The suits, which function as mini life-support systems (astronauts can live in them for 144 hours, if necessary), were custom-made to each astronaut’s physique by NASA engineers. They also feature reflective, sky-blue accent stripes that form a heroic V at the torso and circle the thighs and the upper arms, where they emphasize the armadillo-like articulation of the shoulders.

Not that the blue is merely decorative. The V indicates external straps for rescue crews to grab onto, and blue pouches that look like external batteries contain life preservers and backup oxygen bottles. And the hue is a vivid contrast to the orange, adding a further flex to the suit’s primary shade…

Officially known as AMS Standard 595 color #FS 12197, according to a U.S. federal government standard created for paint, International Orange is described by Merriam-Webster as “a vivid reddish orange,” deeper than safety cone orange or fluorescent orange and specifically meant to stand out against ocean and sky blues…

The Air Force embraced the color in the 1970s, using it for high-altitude pressure suits — the orange facilitated water rescues — and it finally made its way to NASA when the Challenger disaster in 1986 prompted the agency to explore new safety measures.
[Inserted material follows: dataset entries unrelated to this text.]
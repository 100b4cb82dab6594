use std::collections::BTreeMap;

use serde::Serialize;

use crate::{record::CalculationRecord, types::Operation};

/// Aggregate over a set of results.
#[derive(Debug, Clone, Copy, PartialEq, Default, Serialize)]
pub struct Summary {
    pub count: usize,
    pub sum: f64,
    /// `None` when `count` is zero.
    pub mean: Option<f64>,
    pub min: Option<f64>,
    pub max: Option<f64>,
}

impl Summary {
    fn add(&mut self, value: f64) {
        self.count += 1;
        self.sum += value;
        self.min = Some(self.min.map_or(value, |m| m.min(value)));
        self.max = Some(self.max.map_or(value, |m| m.max(value)));
        self.mean = Some(self.sum / self.count as f64);
    }
}

/// Result statistics, overall and per operation.
#[derive(Debug, Clone, PartialEq, Default, Serialize)]
pub struct Statistics {
    pub overall: Summary,
    /// Only operations that occur in history are present.
    pub per_operation: BTreeMap<Operation, Summary>,
}

impl Statistics {
    pub fn from_records<'a>(records: impl IntoIterator<Item = &'a CalculationRecord>) -> Self {
        let mut stats = Self::default();
        for rec in records {
            stats.overall.add(rec.result());
            stats
                .per_operation
                .entry(rec.operation())
                .or_default()
                .add(rec.result());
        }
        stats
    }

    pub fn for_operation(&self, op: Operation) -> Summary {
        self.per_operation.get(&op).copied().unwrap_or_default()
    }
}
use std::io::{self, BufRead, Write};

use calclog::{
    cli::{self, Flow},
    config::CalculatorConfig,
    core::calculator::Calculator,
};

fn main() {
    env_logger::init();

    let config = CalculatorConfig::from_env().unwrap_or_else(|err| {
        eprintln!("Configuration error: {err}. Using defaults.");
        CalculatorConfig::default()
    });

    let mut calc = match Calculator::open(&config) {
        Ok((calc, outcome)) => {
            for row in outcome.corrupt_rows() {
                eprintln!("Warning: {row}");
            }
            calc
        }
        Err(err) => {
            // Keep the unreadable file intact: run without a history file.
            eprintln!(
                "Cannot load {}: {err}. History will not be saved.",
                config.history_file.display()
            );
            Calculator::new(&config)
        }
    };

    println!("Calculator ready. Type 'help' for instructions or 'exit' to quit.");
    let stdin = io::stdin();
    let mut lines = stdin.lock().lines();
    loop {
        print!("calculator> ");
        let _ = io::stdout().flush();

        let line = match lines.next() {
            Some(Ok(line)) => line,
            Some(Err(err)) => {
                eprintln!("Input error: {err}");
                break;
            }
            None => break,
        };

        match cli::parse_command(&line).and_then(|cmd| cli::dispatch(&mut calc, cmd)) {
            Ok(Flow::Continue(out)) => {
                if !out.is_empty() {
                    println!("{out}");
                }
            }
            Ok(Flow::Exit(out)) => {
                println!("{out}");
                return;
            }
            Err(err) => println!("Error: {err}"),
        }
    }
    println!();
}
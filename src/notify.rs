//! Synchronous notification hub for history events.

use std::{fmt, str::FromStr};

use hashbrown::HashMap;
use thiserror::Error;

use crate::{
    persist::{self, SharedSink},
    record::CalculationRecord,
};

/// Named history events.
#[derive(Debug, Clone, Copy, PartialEq, Eq, Hash)]
pub enum EventKind {
    /// A calculation was committed.
    CalculationAdded,
    /// History was emptied.
    HistoryCleared,
    /// An undo step was applied.
    UndoPerformed,
    /// A redo step was applied.
    RedoPerformed,
}

impl EventKind {
    /// All event kinds.
    pub const ALL: [EventKind; 4] = [
        EventKind::CalculationAdded,
        EventKind::HistoryCleared,
        EventKind::UndoPerformed,
        EventKind::RedoPerformed,
    ];

    pub fn name(self) -> &'static str {
        match self {
            EventKind::CalculationAdded => "calculation_added",
            EventKind::HistoryCleared => "history_cleared",
            EventKind::UndoPerformed => "undo_performed",
            EventKind::RedoPerformed => "redo_performed",
        }
    }
}

impl fmt::Display for EventKind {
    fn fmt(&self, f: &mut fmt::Formatter<'_>) -> fmt::Result {
        f.write_str(self.name())
    }
}

/// Returned when a name does not match any [`EventKind`].
#[derive(Debug, Clone, PartialEq, Eq, Error)]
#[error("unknown event '{0}'")]
pub struct UnknownEvent(pub String);

impl FromStr for EventKind {
    type Err = UnknownEvent;

    fn from_str(s: &str) -> Result<Self, Self::Err> {
        Self::ALL
            .into_iter()
            .find(|k| k.name() == s)
            .ok_or_else(|| UnknownEvent(s.to_string()))
    }
}

/// Payload handed to listeners.
#[derive(Debug, Clone, Copy)]
pub struct Notification<'a> {
    pub kind: EventKind,
    /// The committed record, for [`EventKind::CalculationAdded`].
    pub record: Option<CalculationRecord>,
    /// History after the change.
    pub history: &'a [CalculationRecord],
}

/// Error type listeners may return.
pub type ListenerError = Box<dyn std::error::Error + Send + Sync>;

/// Registered callback.
///
/// Listeners only see the notification payload, never the calculator that
/// published it, so they cannot trigger a nested mutation.
pub type Listener = Box<dyn FnMut(&Notification<'_>) -> Result<(), ListenerError> + Send>;

/// Handle returned by [`NotificationHub::subscribe`].
#[derive(Debug, Clone, Copy, PartialEq, Eq, Hash, PartialOrd, Ord)]
pub struct ListenerId(u64);

/// A listener that returned an error during [`NotificationHub::publish`].
#[derive(Debug, Clone, PartialEq, Eq)]
pub struct ListenerFailure {
    pub listener: ListenerId,
    pub kind: EventKind,
    pub message: String,
}

impl fmt::Display for ListenerFailure {
    fn fmt(&self, f: &mut fmt::Formatter<'_>) -> fmt::Result {
        write!(f, "{} listener failed: {}", self.kind, self.message)
    }
}

#[derive(Default)]
pub struct NotificationHub {
    listeners: HashMap<EventKind, Vec<(ListenerId, Listener)>>,
    next_id: u64,
}

impl fmt::Debug for NotificationHub {
    fn fmt(&self, f: &mut fmt::Formatter<'_>) -> fmt::Result {
        let counts: Vec<(EventKind, usize)> = EventKind::ALL
            .into_iter()
            .map(|k| (k, self.listener_count(k)))
            .collect();
        f.debug_struct("NotificationHub")
            .field("listeners", &counts)
            .finish()
    }
}

impl NotificationHub {
    pub fn new() -> Self {
        Self::default()
    }

    /// Registers `listener` for `kind`. Listeners run in registration order.
    pub fn subscribe<F>(&mut self, kind: EventKind, listener: F) -> ListenerId
    where
        F: FnMut(&Notification<'_>) -> Result<(), ListenerError> + Send + 'static,
    {
        let id = ListenerId(self.next_id);
        self.next_id += 1;
        self.listeners
            .entry(kind)
            .or_default()
            .push((id, Box::new(listener)));
        id
    }

    /// Removes a listener. Returns false if it was not registered.
    pub fn unsubscribe(&mut self, id: ListenerId) -> bool {
        for list in self.listeners.values_mut() {
            if let Some(pos) = list.iter().position(|(lid, _)| *lid == id) {
                list.remove(pos);
                return true;
            }
        }
        false
    }

    /// Invokes every listener for `note.kind`.
    ///
    /// A failing listener is logged and reported; the rest still run.
    pub fn publish(&mut self, note: &Notification<'_>) -> Vec<ListenerFailure> {
        let mut failures = Vec::new();
        let Some(list) = self.listeners.get_mut(&note.kind) else {
            return failures;
        };

        for (id, listener) in list.iter_mut() {
            if let Err(err) = listener(note) {
                let failure = ListenerFailure {
                    listener: *id,
                    kind: note.kind,
                    message: err.to_string(),
                };
                log::warn!("{failure}");
                failures.push(failure);
            }
        }
        failures
    }

    pub fn listener_count(&self, kind: EventKind) -> usize {
        self.listeners.get(&kind).map_or(0, Vec::len)
    }
}

/// Listener that writes the notified history through `sink`.
pub fn auto_save_listener(
    sink: SharedSink,
) -> impl FnMut(&Notification<'_>) -> Result<(), ListenerError> + Send + 'static {
    move |note| {
        persist::save_shared(&sink, note.history)?;
        Ok(())
    }
}
//! Operation names and arity rules.

use std::{fmt, str::FromStr};

use serde::{Deserialize, Serialize};
use thiserror::Error;

/// Arithmetic operation in the fixed registry.
#[derive(Debug, Clone, Copy, PartialEq, Eq, Hash, PartialOrd, Ord, Serialize, Deserialize)]
#[serde(rename_all = "lowercase")]
pub enum Operation {
    /// `a + b`.
    Add,
    /// `a - b`.
    Subtract,
    /// `a * b`.
    Multiply,
    /// `a / b`.
    Divide,
    /// `a` raised to `b`.
    Power,
    /// Square root of `a`, or `b`-th root of `a` when `b` is given.
    Root,
    /// Remainder of `a / b` for integral operands.
    Modulus,
    /// `-a`.
    Negate,
    /// `|a|`.
    Abs,
}

/// How many operands an operation accepts.
#[derive(Debug, Clone, Copy, PartialEq, Eq)]
pub enum Arity {
    /// Exactly one operand.
    Unary,
    /// Exactly two operands.
    Binary,
    /// One operand, with an optional second.
    UnaryOrBinary,
}

impl Arity {
    /// Returns true when `n` operands are acceptable.
    pub fn accepts(self, n: usize) -> bool {
        match self {
            Arity::Unary => n == 1,
            Arity::Binary => n == 2,
            Arity::UnaryOrBinary => n == 1 || n == 2,
        }
    }

    /// Human-readable operand count, used in validation messages.
    pub fn describe(self) -> &'static str {
        match self {
            Arity::Unary => "exactly 1 operand",
            Arity::Binary => "exactly 2 operands",
            Arity::UnaryOrBinary => "1 or 2 operands",
        }
    }
}

impl Operation {
    /// Every registered operation, in display order.
    pub const ALL: [Operation; 9] = [
        Operation::Add,
        Operation::Subtract,
        Operation::Multiply,
        Operation::Divide,
        Operation::Power,
        Operation::Root,
        Operation::Modulus,
        Operation::Negate,
        Operation::Abs,
    ];

    /// Stable lowercase name, as written to the history file.
    pub fn name(self) -> &'static str {
        match self {
            Operation::Add => "add",
            Operation::Subtract => "subtract",
            Operation::Multiply => "multiply",
            Operation::Divide => "divide",
            Operation::Power => "power",
            Operation::Root => "root",
            Operation::Modulus => "modulus",
            Operation::Negate => "negate",
            Operation::Abs => "abs",
        }
    }

    pub fn arity(self) -> Arity {
        match self {
            Operation::Negate | Operation::Abs => Arity::Unary,
            Operation::Root => Arity::UnaryOrBinary,
            _ => Arity::Binary,
        }
    }

    /// Comma-separated list of all operation names.
    pub fn available() -> String {
        Self::ALL
            .iter()
            .map(|op| op.name())
            .collect::<Vec<_>>()
            .join(", ")
    }
}

impl fmt::Display for Operation {
    fn fmt(&self, f: &mut fmt::Formatter<'_>) -> fmt::Result {
        f.write_str(self.name())
    }
}

/// Returned when a name does not match any registered operation.
#[derive(Debug, Clone, PartialEq, Eq, Error)]
#[error("unknown operation '{0}'")]
pub struct UnknownOperation(pub String);

impl FromStr for Operation {
    type Err = UnknownOperation;

    fn from_str(s: &str) -> Result<Self, Self::Err> {
        let wanted = s.trim();
        Self::ALL
            .into_iter()
            .find(|op| op.name().eq_ignore_ascii_case(wanted))
            .ok_or_else(|| UnknownOperation(wanted.to_string()))
    }
}
//! Arithmetic calculator with bounded history, snapshot undo/redo and CSV
//! persistence.
//!
//! # Examples
//!
//! In-memory usage with [`core::calculator::Calculator`]:
//! ```
//! use calclog::{config::CalculatorConfig, core::calculator::Calculator};
//!
//! let mut calc = Calculator::new(&CalculatorConfig::default());
//! let rec = calc.execute("add", &[2.0, 3.0]).expect("add");
//! assert_eq!(rec.result(), 5.0);
//! calc.execute("multiply", &[5.0, 4.0]).expect("multiply");
//!
//! assert_eq!(calc.undo().expect("undo").len(), 1);
//! assert_eq!(calc.redo().expect("redo").len(), 2);
//! ```
//!
//! Runtime usage with a history file:
//! ```no_run
//! use calclog::{
//!     config::CalculatorConfig,
//!     core::calculator::Calculator,
//!     runtime::handle::{spawn_calculator, RuntimeConfig},
//! };
//!
//! # #[tokio::main]
//! # async fn main() {
//! let cfg = CalculatorConfig::from_env().expect("config");
//! let (calc, _outcome) = Calculator::open(&cfg).expect("open history");
//! let handle = spawn_calculator(calc, RuntimeConfig::default());
//! let rec = handle.execute("divide", [9.0, 4.0]).await.expect("divide");
//! assert_eq!(rec.result(), 2.25);
//! handle.shutdown().await.expect("shutdown");
//! # }
//! ```

/// REPL parsing and formatting.
pub mod cli;
/// Environment-driven settings.
pub mod config;
/// History store, snapshots, statistics and the calculator facade.
pub mod core;
/// Calculator error taxonomy.
pub mod error;
/// Listener registry for history events.
pub mod notify;
/// Operation registry.
pub mod operations;
/// History persistence.
pub mod persist;
/// Calculation record type.
pub mod record;
/// Single-writer runtime handle and events.
pub mod runtime;
/// Operation names and arity.
pub mod types;
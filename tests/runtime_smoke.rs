use std::time::Duration;

use tempfile::TempDir;

use calclog::{
    config::CalculatorConfig,
    core::calculator::Calculator,
    error::CalcError,
    persist::csv,
    runtime::{
        events::CalcEvent,
        handle::{RuntimeConfig, RuntimeError, spawn_calculator},
    },
};

async fn next_event(sub: &mut tokio::sync::broadcast::Receiver<CalcEvent>) -> CalcEvent {
    tokio::time::timeout(Duration::from_secs(1), sub.recv())
        .await
        .expect("event")
        .expect("recv")
}

#[tokio::test]
async fn runtime_executes_commands_and_emits_events_in_order() {
    let handle = spawn_calculator(
        Calculator::new(&CalculatorConfig::default()),
        RuntimeConfig::default(),
    );
    let mut sub = handle.subscribe();

    let add = handle.execute("add", [2.0, 3.0]).await.expect("add");
    assert_eq!(add.result(), 5.0);
    let mul = handle.execute("multiply", vec![5.0, 4.0]).await.expect("multiply");
    assert_eq!(mul.result(), 20.0);

    assert_eq!(handle.undo().await.expect("undo"), vec![add]);
    assert_eq!(handle.redo().await.expect("redo"), vec![add, mul]);
    handle.clear().await.expect("clear");

    assert_eq!(next_event(&mut sub).await, CalcEvent::CalculationAdded { record: add });
    assert_eq!(next_event(&mut sub).await, CalcEvent::CalculationAdded { record: mul });
    assert_eq!(next_event(&mut sub).await, CalcEvent::UndoApplied { len: 1 });
    assert_eq!(next_event(&mut sub).await, CalcEvent::RedoApplied { len: 2 });
    assert_eq!(next_event(&mut sub).await, CalcEvent::HistoryCleared);

    assert!(handle.history().await.expect("history").is_empty());
    handle.shutdown().await.expect("shutdown");
}

#[tokio::test]
async fn runtime_surfaces_calculator_errors() {
    let handle = spawn_calculator(
        Calculator::new(&CalculatorConfig::default()),
        RuntimeConfig::default(),
    );

    let err = handle.execute("divide", [5.0, 0.0]).await.unwrap_err();
    assert!(matches!(err, RuntimeError::Calc(CalcError::Domain(_))));
    let err = handle.undo().await.unwrap_err();
    assert!(matches!(err, RuntimeError::Calc(CalcError::NothingToUndo)));
    assert_eq!(handle.statistics().await.expect("stats").overall.count, 0);

    handle.shutdown().await.expect("shutdown");
    let err = handle.history().await.unwrap_err();
    assert!(matches!(err, RuntimeError::ChannelClosed));
}

#[tokio::test]
async fn concurrent_handles_are_serialised() {
    let cfg = CalculatorConfig {
        max_history: 1000,
        ..CalculatorConfig::default()
    };
    let handle = spawn_calculator(Calculator::new(&cfg), RuntimeConfig::default());

    let mut tasks = Vec::new();
    for worker in 0..8i32 {
        let h = handle.clone();
        tasks.push(tokio::spawn(async move {
            for i in 0..25i32 {
                h.execute("add", [f64::from(worker), f64::from(i)])
                    .await
                    .expect("add");
            }
        }));
    }
    for task in tasks {
        task.await.expect("join");
    }

    assert_eq!(handle.history().await.expect("history").len(), 200);
    assert_eq!(handle.recent(5).await.expect("recent").len(), 5);
    handle.shutdown().await.expect("shutdown");
}

#[tokio::test]
async fn shutdown_saves_attached_history() {
    let tmp = TempDir::new().expect("tmp");
    let cfg = CalculatorConfig {
        history_file: tmp.path().join("history.csv"),
        auto_save: false,
        ..CalculatorConfig::default()
    };
    let (calc, _) = Calculator::open(&cfg).expect("open");
    let handle = spawn_calculator(calc, RuntimeConfig::default());

    handle.execute("power", [2.0, 5.0]).await.expect("power");
    assert!(!cfg.history_file.exists());
    handle.shutdown().await.expect("shutdown");

    let loaded = csv::load(&cfg.history_file).expect("load");
    assert_eq!(loaded.records().len(), 1);
    assert_eq!(loaded.records()[0].result(), 32.0);
}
Previous launch and re-entry suits had been white, but the efficacy of orange in search and rescue was impossible to ignore. (The NASA EVA suits, which are worn by astronauts for spacewalks on the International Space Station, remain white because the color repels heat more effectively.) By 1988, the International Orange suits had appeared, complete with a new nickname: “pumpkin suits.”…

This is very cool! I hear getting a patch is a big deal in nasa/space culture so WOOT to Anishinaabe artist Henry Guimond for sending them off in a good way. (quoted article gives good context for the designs)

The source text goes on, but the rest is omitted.